Records for the exercise:
//! HTTP routes
//!
//! Proving runs on the blocking pool; handlers only validate, dispatch and
//! shape the JSON responses.

use std::sync::Arc;

use axum::extract::rejection::JsonRejection;
use axum::extract::{DefaultBodyLimit, Path, State};
use axum::http::StatusCode;
use axum::routing::{get, post};
use axum::{Json, Router};
use serde::{Deserialize, Serialize};
use serde_json::{json, Value};
use talent_zk_prover::{
    BidValidityFlow, BidValidityRequest, Circuit, DisclosureView, MarketplaceProver,
    MarketplaceVerifier, ProofResult, SelectiveDisclosureFlow, SelectiveDisclosureRequest,
};
use tracing::{info, instrument};

use crate::cache::{is_valid_key, ProofCache, StoredProof};
use crate::error::ApiError;

/// Shared, read-only service state
#[derive(Clone)]
pub struct AppState {
    prover: Arc<MarketplaceProver>,
    verifier: Arc<MarketplaceVerifier>,
    cache: ProofCache,
}

impl AppState {
    pub fn new(
        prover: Arc<MarketplaceProver>,
        verifier: Arc<MarketplaceVerifier>,
        cache: ProofCache,
    ) -> Self {
        Self {
            prover,
            verifier,
            cache,
        }
    }

    pub fn cache(&self) -> &ProofCache {
        &self.cache
    }

    fn require_prover(&self, circuit: Circuit) -> Result<(), ApiError> {
        if self.prover.has_circuit(circuit) && self.verifier.has_circuit(circuit) {
            Ok(())
        } else {
            Err(ApiError::Unavailable { circuit })
        }
    }

    fn require_verifier(&self, circuit: Circuit) -> Result<(), ApiError> {
        if self.verifier.has_circuit(circuit) {
            Ok(())
        } else {
            Err(ApiError::Unavailable { circuit })
        }
    }

    /// Run proof work on the blocking pool. A client that disconnects does
    /// not cancel it; the result is dropped.
    async fn run_blocking<T, F>(&self, work: F) -> Result<T, ApiError>
    where
        F: FnOnce(&MarketplaceProver, &MarketplaceVerifier) -> talent_zk_prover::Result<T>
            + Send
            + 'static,
        T: Send + 'static,
    {
        let prover = Arc::clone(&self.prover);
        let verifier = Arc::clone(&self.verifier);
        let result = tokio::task::spawn_blocking(move || work(&prover, &verifier)).await?;
        Ok(result?)
    }
}

pub fn router(state: AppState, max_body_bytes: usize) -> Router {
    Router::new()
        .route("/api/bid-validity", post(bid_validity))
        .route("/api/selective-disclosure", post(selective_disclosure))
        .route("/api/proofs", post(store_proof))
        .route("/api/proofs/:key", get(load_proof))
        .route("/health", get(health))
        .layer(DefaultBodyLimit::max(max_body_bytes))
        .with_state(state)
}

/// Map body extraction failures without echoing the body back
fn body<T>(payload: Result<Json<T>, JsonRejection>) -> Result<T, ApiError> {
    match payload {
        Ok(Json(value)) => Ok(value),
        Err(rejection) => {
            let (status, message) = match &rejection {
                JsonRejection::JsonDataError(_) => (
                    StatusCode::BAD_REQUEST,
                    "Request body does not match the expected schema",
                ),
                JsonRejection::JsonSyntaxError(_) => {
                    (StatusCode::BAD_REQUEST, "Request body is not valid JSON")
                }
                JsonRejection::MissingJsonContentType(_) => (
                    rejection.status(),
                    "Expected `Content-Type: application/json`",
                ),
                _ => (rejection.status(), "Could not read request body"),
            };
            Err(ApiError::BadRequest {
                status,
                message: message.to_string(),
            })
        }
    }
}

#[instrument(skip_all)]
async fn bid_validity(
    State(state): State<AppState>,
    payload: Result<Json<BidValidityRequest>, JsonRejection>,
) -> Result<Json<ProofResult>, ApiError> {
    let request = body(payload)?;
    state.require_prover(Circuit::BidValidity)?;

    let outcome = state
        .run_blocking(move |prover, verifier| BidValidityFlow::new(prover, verifier).run(&request))
        .await?;

    info!(verdict = ?outcome.verdict, is_valid = outcome.result.is_valid, "bid validity checked");
    Ok(Json(outcome.result))
}

#[instrument(skip_all)]
async fn selective_disclosure(
    State(state): State<AppState>,
    payload: Result<Json<SelectiveDisclosureRequest>, JsonRejection>,
) -> Result<Json<ProofResult>, ApiError> {
    let request = body(payload)?;
    state.require_prover(Circuit::SelectiveDisclosure)?;

    let outcome = state
        .run_blocking(move |prover, verifier| {
            SelectiveDisclosureFlow::new(prover, verifier).run(request.values)
        })
        .await?;

    info!(
        flags = ?outcome.flags.to_array(),
        is_valid = outcome.result.is_valid,
        "selective disclosure proved"
    );
    Ok(Json(outcome.result))
}

#[derive(Debug, Deserialize)]
struct StoreProofRequest {
    key: String,
    #[serde(flatten)]
    record: StoredProof,
}

#[derive(Debug, Serialize)]
struct StoredProofResponse {
    key: String,
    #[serde(flatten)]
    record: StoredProof,
    #[serde(skip_serializing_if = "Option::is_none")]
    view: Option<DisclosureView>,
}

fn render_view(record: &StoredProof) -> Result<Option<DisclosureView>, ApiError> {
    match (record.kind, &record.disclosure) {
        (Circuit::SelectiveDisclosure, Some(flags)) => {
            let view = DisclosureView::render(&record.public_signals, flags)
                .map_err(|_| ApiError::InvalidProof)?;
            Ok(Some(view))
        }
        (Circuit::SelectiveDisclosure, None) => {
            Err(ApiError::bad_request("Selective disclosure proofs need `disclosure` flags"))
        }
        (Circuit::BidValidity, _) => Ok(None),
    }
}

#[instrument(skip_all)]
async fn store_proof(
    State(state): State<AppState>,
    payload: Result<Json<StoreProofRequest>, JsonRejection>,
) -> Result<(StatusCode, Json<Value>), ApiError> {
    let StoreProofRequest { key, record } = body(payload)?;
    if !is_valid_key(&key) {
        return Err(ApiError::bad_request("Invalid key"));
    }
    state.require_verifier(record.kind)?;
    render_view(&record)?;

    let record = Arc::new(record);
    let candidate = Arc::clone(&record);
    let is_valid = state
        .run_blocking(move |_, verifier| {
            Ok(verifier.verify_json(candidate.kind, &candidate.proof, &candidate.public_signals))
        })
        .await?;
    if !is_valid {
        return Err(ApiError::InvalidProof);
    }

    state.cache.put(&key, &record).await?;
    info!(%key, kind = %record.kind, "proof stored");
    Ok((StatusCode::CREATED, Json(json!({ "key": key }))))
}

#[instrument(skip(state))]
async fn load_proof(
    State(state): State<AppState>,
    Path(key): Path<String>,
) -> Result<Json<StoredProofResponse>, ApiError> {
    if !is_valid_key(&key) {
        return Err(ApiError::bad_request("Invalid key"));
    }
    let record = state.cache.get(&key).await?.ok_or(ApiError::NotFound)?;
    let view = render_view(&record)?;
    Ok(Json(StoredProofResponse { key, record, view }))
}

async fn health(State(state): State<AppState>) -> Json<Value> {
    let circuits: Vec<_> = Circuit::ALL
        .into_iter()
        .filter(|&c| state.prover.has_circuit(c) && state.verifier.has_circuit(c))
        .collect();
    Json(json!({
        "status": "ok",
        "circuits": circuits,
        "cache": state.cache.backend().as_str(),
    }))
}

Your task:
For this task, copy every line of the material in which "ProofCache" appears.

Written answer:
use crate::cache::{is_valid_key, ProofCache, StoredProof};
    cache: ProofCache,
        cache: ProofCache,
    pub fn cache(&self) -> &ProofCache {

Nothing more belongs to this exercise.